» Collected data
======

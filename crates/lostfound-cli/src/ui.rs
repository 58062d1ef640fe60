//! Text rendering for the interactive menus.

use lostfound_core::{ItemView, Summary};
use std::io::{self, Write};

pub const USER_MENU: &[&str] = &[
    "Report Lost Item",
    "Report Found Item",
    "View All Items",
    "Search Item by Name",
    "Mark as Claimed",
    "Logout",
];

pub const ADMIN_MENU: &[&str] = &[
    "View All Reports",
    "Search Item",
    "Delete Old Records",
    "Summary (Total Lost/Found)",
    "Export to Text File",
    "Logout",
];

/// Print a numbered menu under a bracketed title.
pub fn render_menu(out: &mut impl Write, title: &str, options: &[&str]) -> io::Result<()> {
    writeln!(out)?;
    writeln!(out, "[{title}]")?;
    for (i, option) in options.iter().enumerate() {
        writeln!(out, "{}. {option}", i + 1)?;
    }
    Ok(())
}

pub fn render_items(out: &mut impl Write, items: &[ItemView]) -> io::Result<()> {
    if items.is_empty() {
        return writeln!(out, "No items to show.");
    }
    for item in items {
        writeln!(out, "{item}")?;
    }
    Ok(())
}

/// "Did you mean" hint, printed only when there is something to suggest.
pub fn render_suggestions(out: &mut impl Write, names: &[String]) -> io::Result<()> {
    if names.is_empty() {
        return Ok(());
    }
    writeln!(out, "Did you mean: {}?", names.join(", "))
}

pub fn render_summary(out: &mut impl Write, summary: &Summary) -> io::Result<()> {
    writeln!(out, "{summary}")
}
//! Integration tests for the complete extraction pipeline
//!
//! These tests validate the end-to-end workflow including:
//! - Pixel filtering and feature-vector construction
//! - Clustering under both algorithms
//! - Cluster-to-swatch conversion and palette composition
//! - Theme strategies and perceptual selection
//! - Error handling for edge cases

use extract_colors::{
    extract, extract_with_cancel, Algorithm, CancelToken, Color, ExtractOptions, ExtractionError,
    ImageData, Rgb, ThemeName,
};

/// Build an RGBA buffer from per-pixel `(r, g, b, a)` tuples
fn buffer(pixels: &[(u8, u8, u8, u8)]) -> Vec<u8> {
    pixels
        .iter()
        .flat_map(|&(r, g, b, a)| [r, g, b, a])
        .collect()
}

fn seeded(max_colors: usize) -> ExtractOptions {
    ExtractOptions {
        max_colors,
        seed: Some(42),
        ..Default::default()
    }
}

// ============================================================================
// Core Scenarios
// ============================================================================

#[test]
fn test_solid_red_image_yields_single_full_population_swatch() {
    // 4x4 image of #FF0000FF: one swatch, population 16, hex red
    let bytes = buffer(&[(255, 0, 0, 255); 16]);
    let image = ImageData::new(&bytes, 4, 4).unwrap();

    let palette = extract(&image, &seeded(3)).unwrap();

    assert_eq!(palette.len(), 1);
    let swatch = palette.dominant_swatch().unwrap();
    assert_eq!(swatch.population, 16);
    assert_eq!(swatch.color.hex(), "#FF0000");
}

#[test]
fn test_half_red_half_blue() {
    // 2x1 image [#FF0000FF, #0000FFFF] with max_colors = 2: one swatch per
    // color, each standing for a single pixel
    let bytes = buffer(&[(255, 0, 0, 255), (0, 0, 255, 255)]);
    let image = ImageData::new(&bytes, 2, 1).unwrap();

    let palette = extract(&image, &seeded(2)).unwrap();

    assert_eq!(palette.len(), 2);
    let hexes: Vec<String> = palette.swatches().iter().map(|s| s.color.hex()).collect();
    assert!(hexes.contains(&"#FF0000".to_string()));
    assert!(hexes.contains(&"#0000FF".to_string()));
    assert!(palette.swatches().iter().all(|s| s.population == 1));
}

#[test]
fn test_transparent_pixels_are_filtered() {
    // The fully transparent green pixel never reaches clustering
    let bytes = buffer(&[(255, 0, 0, 255), (0, 255, 0, 0)]);
    let image = ImageData::new(&bytes, 2, 1).unwrap();

    let palette = extract(&image, &seeded(2)).unwrap();

    assert_eq!(palette.len(), 1);
    let swatch = palette.dominant_swatch().unwrap();
    assert_eq!(swatch.color.hex(), "#FF0000");
    assert_eq!(swatch.population, 1);
}

#[test]
fn test_population_ordering_and_dominance() {
    // 12 red pixels, 4 blue pixels: red dominates and comes first
    let mut pixels = vec![(200, 20, 20, 255); 12];
    pixels.extend(vec![(20, 20, 200, 255); 4]);
    let bytes = buffer(&pixels);
    let image = ImageData::new(&bytes, 4, 4).unwrap();

    let palette = extract(&image, &seeded(2)).unwrap();

    assert!(palette.len() >= 1);
    let populations: Vec<usize> = palette.swatches().iter().map(|s| s.population).collect();
    let mut sorted = populations.clone();
    sorted.sort_unstable_by(|a, b| b.cmp(a));
    assert_eq!(populations, sorted);

    // Membership partitions the surviving pixels
    assert_eq!(populations.iter().sum::<usize>(), 16);

    let dominant = palette.dominant_swatch().unwrap();
    assert_eq!(dominant, palette.swatches()[0]);
    assert!(dominant.population >= 16 / palette.len());
}

#[test]
fn test_swatch_coordinates_stay_inside_image() {
    let mut pixels = Vec::new();
    for i in 0..36u32 {
        let shade = (i * 7 % 256) as u8;
        pixels.push((shade, 255 - shade, 100, 255));
    }
    let bytes = buffer(&pixels);
    let image = ImageData::new(&bytes, 6, 6).unwrap();

    let palette = extract(&image, &seeded(4)).unwrap();

    for swatch in palette.swatches() {
        assert!(swatch.population >= 1);
        assert!(swatch.coordinate.x >= 0.0 && swatch.coordinate.x < 6.0);
        assert!(swatch.coordinate.y >= 0.0 && swatch.coordinate.y < 6.0);
    }
}

// ============================================================================
// Algorithm Selection
// ============================================================================

#[test]
fn test_dbscan_extraction_discards_sparse_noise() {
    // A dense run of red plus one isolated blue pixel; the blue pixel has
    // no neighbors within the radius and is dropped as noise
    let mut pixels = vec![(255, 0, 0, 255); 15];
    pixels.push((0, 0, 255, 255));
    let bytes = buffer(&pixels);
    let image = ImageData::new(&bytes, 16, 1).unwrap();

    let options = ExtractOptions {
        algorithm: Algorithm::Dbscan,
        dbscan: extract_colors::DbscanOptions {
            min_points: 3,
            radius: 0.1,
        },
        seed: Some(1),
        ..Default::default()
    };
    let palette = extract(&image, &options).unwrap();

    assert_eq!(palette.len(), 1);
    let swatch = palette.dominant_swatch().unwrap();
    assert_eq!(swatch.color.hex(), "#FF0000");
    assert!(swatch.population >= 3);
}

#[test]
fn test_kmeans_caps_swatch_count() {
    let mut pixels = Vec::new();
    for i in 0..64u32 {
        pixels.push(((i * 3) as u8, (i * 5 % 256) as u8, (255 - i * 2) as u8, 255));
    }
    let bytes = buffer(&pixels);
    let image = ImageData::new(&bytes, 8, 8).unwrap();

    let palette = extract(&image, &seeded(5)).unwrap();
    assert!(palette.len() <= 5);
    assert!(palette.len() >= 1);
}

// ============================================================================
// Themes and Selection
// ============================================================================

#[test]
fn test_vivid_theme_drops_neutral_swatches() {
    // One neutral gray pixel, one saturated red pixel; each becomes its own
    // swatch and the vivid chroma floor rejects the gray
    let bytes = buffer(&[(128, 128, 128, 255), (255, 0, 0, 255)]);
    let image = ImageData::new(&bytes, 2, 1).unwrap();

    let options = ExtractOptions {
        theme: ThemeName::Vivid,
        ..seeded(2)
    };
    let palette = extract(&image, &options).unwrap();

    assert_eq!(palette.len(), 1);
    assert_eq!(palette.dominant_swatch().unwrap().color.hex(), "#FF0000");

    // The muted theme admits exactly the swatch vivid rejected
    let muted = ExtractOptions {
        theme: ThemeName::Muted,
        ..seeded(2)
    };
    let palette = extract(&image, &muted).unwrap();
    assert_eq!(palette.len(), 1);
    assert_eq!(palette.dominant_swatch().unwrap().color.hex(), "#808080");
}

#[test]
fn test_find_swatches_selects_distinct_colors() {
    // Two shades of red and one blue, one pixel each; asking for two
    // swatches must span the red/blue divide rather than return both reds
    let bytes = buffer(&[
        (255, 0, 0, 255),
        (245, 10, 10, 255),
        (0, 0, 255, 255),
    ]);
    let image = ImageData::new(&bytes, 3, 1).unwrap();

    let palette = extract(&image, &seeded(3)).unwrap();
    assert_eq!(palette.len(), 3);

    let chosen = palette.find_swatches(2).unwrap();
    assert_eq!(chosen.len(), 2);
    let gap = extract_colors::ciede2000(chosen[0].color, chosen[1].color);
    assert!(gap > 20.0, "selected swatches too similar: {gap}");

    // Requesting more swatches than exist returns them all
    let all = palette.find_swatches(100).unwrap();
    assert_eq!(all.len(), palette.len());

    // Zero is a range error
    assert!(matches!(
        palette.find_swatches(0).unwrap_err(),
        ExtractionError::InvalidParameter { .. }
    ));
}

// ============================================================================
// Error Handling
// ============================================================================

#[test]
fn test_empty_image_error() {
    let image = ImageData::new(&[], 0, 0).unwrap();
    let err = extract(&image, &ExtractOptions::default()).unwrap_err();
    assert_eq!(err, ExtractionError::EmptyImage);
}

#[test]
fn test_mismatched_buffer_is_rejected() {
    let bytes = [0u8; 12];
    assert!(ImageData::new(&bytes, 2, 2).is_err());
}

#[test]
fn test_zero_max_colors_is_rejected() {
    let bytes = buffer(&[(10, 20, 30, 255)]);
    let image = ImageData::new(&bytes, 1, 1).unwrap();
    let err = extract(&image, &seeded(0)).unwrap_err();
    assert!(matches!(err, ExtractionError::InvalidParameter { .. }));
}

#[test]
fn test_cancelled_extraction() {
    let bytes = buffer(&[(77, 77, 77, 255); 64]);
    let image = ImageData::new(&bytes, 8, 8).unwrap();
    let token = CancelToken::new();
    token.cancel();
    let err = extract_with_cancel(&image, &seeded(3), &token).unwrap_err();
    assert_eq!(err, ExtractionError::Cancelled);
}

#[test]
fn test_empty_palette_query() {
    // Everything is transparent, so the palette has no swatches
    let bytes = buffer(&[(255, 0, 0, 0); 4]);
    let image = ImageData::new(&bytes, 2, 2).unwrap();
    let palette = extract(&image, &seeded(2)).unwrap();

    assert!(palette.is_empty());
    assert_eq!(
        palette.dominant_swatch().unwrap_err(),
        ExtractionError::EmptyPalette
    );
}

// ============================================================================
// Serialization
// ============================================================================

#[test]
fn test_swatch_json_shape() {
    let bytes = buffer(&[(0, 0, 255, 255); 4]);
    let image = ImageData::new(&bytes, 2, 2).unwrap();
    let palette = extract(&image, &seeded(1)).unwrap();

    let json = serde_json::to_value(palette.swatches()).unwrap();
    let swatch = &json[0];
    assert_eq!(swatch["color"]["hex"], "#0000FF");
    assert!(swatch["color"]["rgb"]["b"].is_number());
    assert!(swatch["color"]["hsl"]["h"].is_number());
    assert!(swatch["color"]["lab"]["l"].is_number());
    assert_eq!(swatch["population"], 4);
    assert!(swatch["coordinate"]["x"].is_number());
}

// ============================================================================
// Cross-Validation Against an Independent Implementation
// ============================================================================

#[test]
fn test_lab_conversion_agrees_with_palette_crate() {
    use palette::{FromColor, Srgb};

    for &(r, g, b) in &[
        (255u8, 0u8, 0u8),
        (0, 255, 0),
        (0, 0, 255),
        (255, 255, 255),
        (1, 2, 3),
        (128, 64, 200),
        (17, 230, 99),
    ] {
        let ours = Color::from_rgb(Rgb { r, g, b });
        let theirs: palette::Lab = palette::Lab::from_color(Srgb::new(
            r as f32 / 255.0,
            g as f32 / 255.0,
            b as f32 / 255.0,
        ));

        assert!((ours.l() - theirs.l as f64).abs() < 0.5, "L for {r},{g},{b}");
        assert!((ours.a() - theirs.a as f64).abs() < 0.5, "a for {r},{g},{b}");
        assert!((ours.b() - theirs.b as f64).abs() < 0.5, "b for {r},{g},{b}");
    }
}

======

» WHAT THE TASK REQUIRES
Among the lines above, find those carrying the word "title" and copy them out.

» TASK RESPONSE
/// Print a numbered menu under a bracketed title.
pub fn render_menu(out: &mut impl Write, title: &str, options: &[&str]) -> io::Result<()> {
    writeln!(out, "[{title}]")?;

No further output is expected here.